[Upd-discuss] #2 Copyright Brief History

Michael Hart Michael S. Hart" <hart@pobox.com
Mon, 13 Sep 2004 08:18:36 -0700 (PDT)


On Mon, 13 Sep 2004, Richard Stallman wrote:

>    In sum, WIPO indeed enjoys a certain degree of autonomy, but its
>    convention, its decision making procedures and the global satisfaction
>    index from states concerning it makes it a tool of member states.
>
> WIPO gives funds to national patent offices, and provides junkets to
> fancy resorts for the officials from patent offices.  (I think the
> funds come to a large extent from the US government or from business.)

I think the funds come nearly entirely from business funding, businesses
which also spend a fortune lobbying the governments with efforts from
both inside and outside WIPO.


> And the representatives to WIPO have usually come from these patent
> offices.  As a result, they have tended to vote for what WIPO wants,
> rather than trying to represent their countries' "national interests".
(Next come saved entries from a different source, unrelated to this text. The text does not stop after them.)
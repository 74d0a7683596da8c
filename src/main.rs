use anyhow::Context;
use clap::Parser;
use std::io;

use betterprint::cli::{validate_args, Args, Demo, FileDecision};
use betterprint::demos::{self, BarStyle};
use betterprint::{slots, Color, PrintOptions, Printer};

fn main() {
    let args = Args::parse();

    match run(args) {
        Ok(code) => std::process::exit(code),
        Err(e) => {
            eprintln!("Error: {:#}", e);
            std::process::exit(1);
        }
    }
}

fn run(args: Args) -> anyhow::Result<i32> {
    let mut printer = Printer::stdout(args.to_config());

    // log files stay untouched until validate_args has asked about them
    printer.emit(
        &slots!["Calling validate_args():", Color::BMagenta],
        &PrintOptions::verbose(2).file(false),
    )?;
    let decision = validate_args(&args, &mut printer, &mut io::stdin().lock())
        .context("Failed to validate arguments")?;
    if decision == FileDecision::Abort {
        return Ok(1);
    }
    printer.emit(&slots!["Returned from validate_args().", Color::BMagenta], &PrintOptions::verbose(3))?;

    printer.emit(
        &slots![
            format!(
                "{} v{} - colorization module \"Better Print\"\n",
                env!("CARGO_PKG_NAME"),
                env!("CARGO_PKG_VERSION")
            ),
            Color::BBlue
        ],
        &PrintOptions::default(),
    )?;

    match args.demo {
        Demo::Showcase => demos::showcase(&mut printer, args.delay)?,
        Demo::Progress => demos::progress_bar(&mut printer, &BarStyle::default(), args.delay)?,
        Demo::Percent => {
            demos::percent_complete(&mut printer, 100, args.label_color, "Progress...", args.delay)?
        }
        Demo::MultiBar => demos::multi_bar(&mut printer, 4, args.delay)?,
    }

    let counters = printer.counters();
    printer.emit(
        &slots![
            format!(
                "Calls: {} total, {} console, {} log, {} error log",
                counters.total, counters.console, counters.log, counters.error_log
            ),
            Color::BMagenta
        ],
        &PrintOptions::verbose(1),
    )?;

    Ok(0)
}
It's what was known in ye olde dayes as "an interlocking directorate."


> To some extent this is starting to change--some countries are
> recognizing that WIPO could hurt them, and are now sending
> representatives to WIPO with orders to work for a specified agenda.

As evidenced all the way from the case of German copyright extensions
back around 1965? through the pressure on the EU to extend, to the
current pressure that will obvious cause the Australian copyright
to fall and be reinstated with another 20 years of monopoly protection,
it is obvious that even a a major country such as Australia, who passed
a Parliamentary Resolution on 1,000 days ago NOT to extend copyrights,
has no chance against the economic warfare being waged in the arena of
modern copyright.


> One would have expected it to work this way all along, but apparently
> it did not.

The sooner we accept that WIPO has really declared WAR in these cases,
the sooner we can properly address the situation.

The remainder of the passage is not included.